Der Ort Ketrzyn hieß zu deutscher Zeit Rastenburg und ist eigentlich heute nur bekannt durch das Militärmahnmal Wolfsschanze welcher sich ganz in der Nähe, versteckt in einem Wald, befindet.
In dem Gebiet befinden sich sehr viele zum Teil zerstörte und auch verfallene militärische Gebäude eines der Hauptquartiere von Nazi-Deutschland.
Ohne Vorkenntnisse oder einer geführten Tour macht es wenig Sinn in dem Wald herumzulaufen.
Auf dem Rückweg nach Orzysz kommt man durch Gizycko (sprich Gidschitzko),was an einem See gelegen ist.
Die schöne Hafenanlagen aus dem Jahr 2010 lassen darauf schließen dass dort im Sommer bestimmt einiges los ist.
Wieder zurück besuchen wir eine weitere Tante, was sich trotz meiner kleinen Sprachbarriere als sehr lustig und interessant herausstellte.
Wieder zurück spielten wir wie am Vortag wieder Kniffel und ließen den abend mit Zubrowka i Jablko ausklingen.
Morgen geht es weiter nach Danzig.

Warszawa… ziemlich feucht

Mit der Bahn ging es von Otwock nach Warschau, mitten ins Zentrum.
Die Bahn kommt unterirdisch in Warschau an, wenn man dann die Station verlässt sieht man etliche Hochhäuser und große Paläste, wie zum Beispiel den Kulturpalast, welcher eines der Wahrzeichen der Stadt ist.
Der Onkel machte mit uns eine geführte Tour durch die Stadt.
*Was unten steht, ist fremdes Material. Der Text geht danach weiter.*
//! pibake - two-stage Raspberry Pi OS image builder.
//!
//! - `base` mode: resize a stock image and install runtime + build packages
//! - `incremental` mode: run application hooks on a base image, then purge
//!   the build packages

use anyhow::Result;
use clap::{Parser, Subcommand};
use std::path::PathBuf;
use std::process::ExitCode;
use tracing_subscriber::EnvFilter;

use pibake::commands::{self, BuildOptions, ShowTarget};
use pibake::config::Config;
use pibake::error::exit_code_for;
use pibake::pipeline::TerminalPrompt;
use pibake::process::HostRunner;

#[derive(Parser)]
#[command(name = "pibake")]
#[command(about = "Raspberry Pi OS image builder")]
#[command(
    after_help = "QUICK START:\n  pibake preflight                              Check the host\n  pibake build --mode base --image os.img.xz --work-dir work ...\n  pibake build --mode incremental --image base.img --work-dir work --hooks hooks.txt\n  pibake teardown --work-dir work               Clean up after --debug"
)]
struct Cli {
    /// Debug-level logging (RUST_LOG overrides)
    #[arg(short, long, global = true)]
    verbose: bool,

    #[command(subcommand)]
    command: Commands,
}

#[derive(Subcommand)]
enum Commands {
    /// Build a base or incremental image
    Build {
        /// base or incremental (default: PIBAKE_MODE, else base)
        #[arg(long)]
        mode: Option<String>,

        /// Source image (.img, .img.xz or .zip)
        #[arg(long)]
        image: PathBuf,

        /// Working directory for the image and its mount point
        #[arg(long)]
        work_dir: PathBuf,

        /// File name of the work image (default: source name without compression suffix)
        #[arg(long)]
        output_name: Option<String>,

        /// Password for the login user
        #[arg(long, env = "PI_PASSWORD", hide_env_values = true)]
        password: Option<String>,

        /// Grow the image by this many MB (base mode)
        #[arg(long, default_value = "0")]
        extend_mb: u64,

        /// Runtime dependency file, or "none"
        #[arg(long)]
        runtime_deps: Option<String>,

        /// Build dependency file, or "none"
        #[arg(long)]
        build_deps: Option<String>,

        /// Hook list file
        #[arg(long)]
        hooks: Option<PathBuf>,

        /// Inline hook (script path or pipe-delimited record); repeatable
        #[arg(long = "hook")]
        hook: Vec<String>,

        /// System-wide script run after all hooks
        #[arg(long)]
        post_build: Option<PathBuf>,

        /// Do not purge build dependencies (incremental mode)
        #[arg(long)]
        keep_build_deps: bool,

        /// Leave mounts in place on failure for inspection
        #[arg(long)]
        debug: bool,

        /// Reuse an existing work image and resume completed steps
        #[arg(long)]
        reuse_image: bool,

        /// Answer yes to every confirmation prompt
        #[arg(short, long)]
        yes: bool,
    },

    /// Unmount and detach whatever a work directory still holds
    Teardown {
        #[arg(long)]
        work_dir: PathBuf,
    },

    /// Run preflight checks (host tools, privileges, emulator)
    Preflight {
        /// Fail if any checks fail (exit code 1)
        #[arg(long)]
        strict: bool,
    },

    /// Show information
    Show {
        #[command(subcommand)]
        what: ShowCommand,
    },
}

#[derive(Subcommand)]
enum ShowCommand {
    /// Show current configuration
    Config,
    /// Show the hooks a hook list resolves to
    Hooks { file: PathBuf },
    /// Show the packages a dependency file resolves to
    Deps { file: PathBuf },
}

fn init_logging(verbose: bool) {
    let default = if verbose { "debug" } else { "info" };
    let filter = EnvFilter::try_from_default_env().unwrap_or_else(|_| EnvFilter::new(default));
    tracing_subscriber::fmt()
        .with_env_filter(filter)
        .without_time()
        .with_target(false)
        .init();
}

fn run(cli: Cli) -> Result<()> {
    let config = Config::from_env();
    let runner = HostRunner;

    match cli.command {
        Commands::Build {
            mode,
            image,
            work_dir,
            output_name,
            password,
            extend_mb,
            runtime_deps,
            build_deps,
            hooks,
            hook,
            post_build,
            keep_build_deps,
            debug,
            reuse_image,
            yes,
        } => {
            let opts = BuildOptions {
                mode,
                image,
                work_dir,
                output_name,
                password,
                extend_mb,
                runtime_deps,
                build_deps,
                hooks_file: hooks,
                hooks: hook,
                post_build,
                keep_build_deps,
                debug,
                reuse_image,
            };
            commands::cmd_build(&opts, &config, &runner, &TerminalPrompt { assume_yes: yes })?;
        }
        Commands::Teardown { work_dir } => commands::cmd_teardown(&work_dir, &runner)?,
        Commands::Preflight { strict } => commands::cmd_preflight(&config, strict)?,
        Commands::Show { what } => {
            let target = match what {
                ShowCommand::Config => ShowTarget::Config,
                ShowCommand::Hooks { file } => ShowTarget::Hooks(file),
                ShowCommand::Deps { file } => ShowTarget::Deps(file),
            };
            commands::cmd_show(target, &config)?;
        }
    }
    Ok(())
}

fn main() -> ExitCode {
    // Load .env if present
    dotenvy::dotenv().ok();
    let cli = Cli::parse();
    init_logging(cli.verbose);

    match run(cli) {
        Ok(()) => ExitCode::SUCCESS,
        Err(e) => {
            tracing::error!("{:#}", e);
            ExitCode::from(exit_code_for(&e))
        }
    }
}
Es gibt viele Kulturdenkmäler die nach dem Krieg authentisch wieder aufgebaut wurden, da fast alles zerstört war.
Der Onkel kennt sich sehr gut mit der Geschichte Polens und Warschaus aus und erzählte uns so manche historische Geschichte zu den verschiedenen Orten.
Mittlerweile schneite es heftig, das Wetter spielt leider nicht immer mit.
In einem kleinen Café im Kolonialstil nahmen wir eine Kleinigkeit zu uns.
Irgendwie schmeckt hier alles so toll, dass ich sagen könnte es ist auch eine Art kulinarische Reise für mich.
Mit dem Bus ging es zurück zur Bahn die uns wieder nach Otwock brachte.
Wieder zurück hatte die Tante schon wieder ein richtig gutes aufwendiges essen vorbereitet.
Einmal mehr muss ich sagen die Gastfreundschaft hat hier einen sehr hohen Stellenwert.
Ich bin froh dass meine Kochana (Liebling) mich mitgenommen hat um all das kennenzulernen.
Heute geht es weiter Richtung Norden nach Orzysz.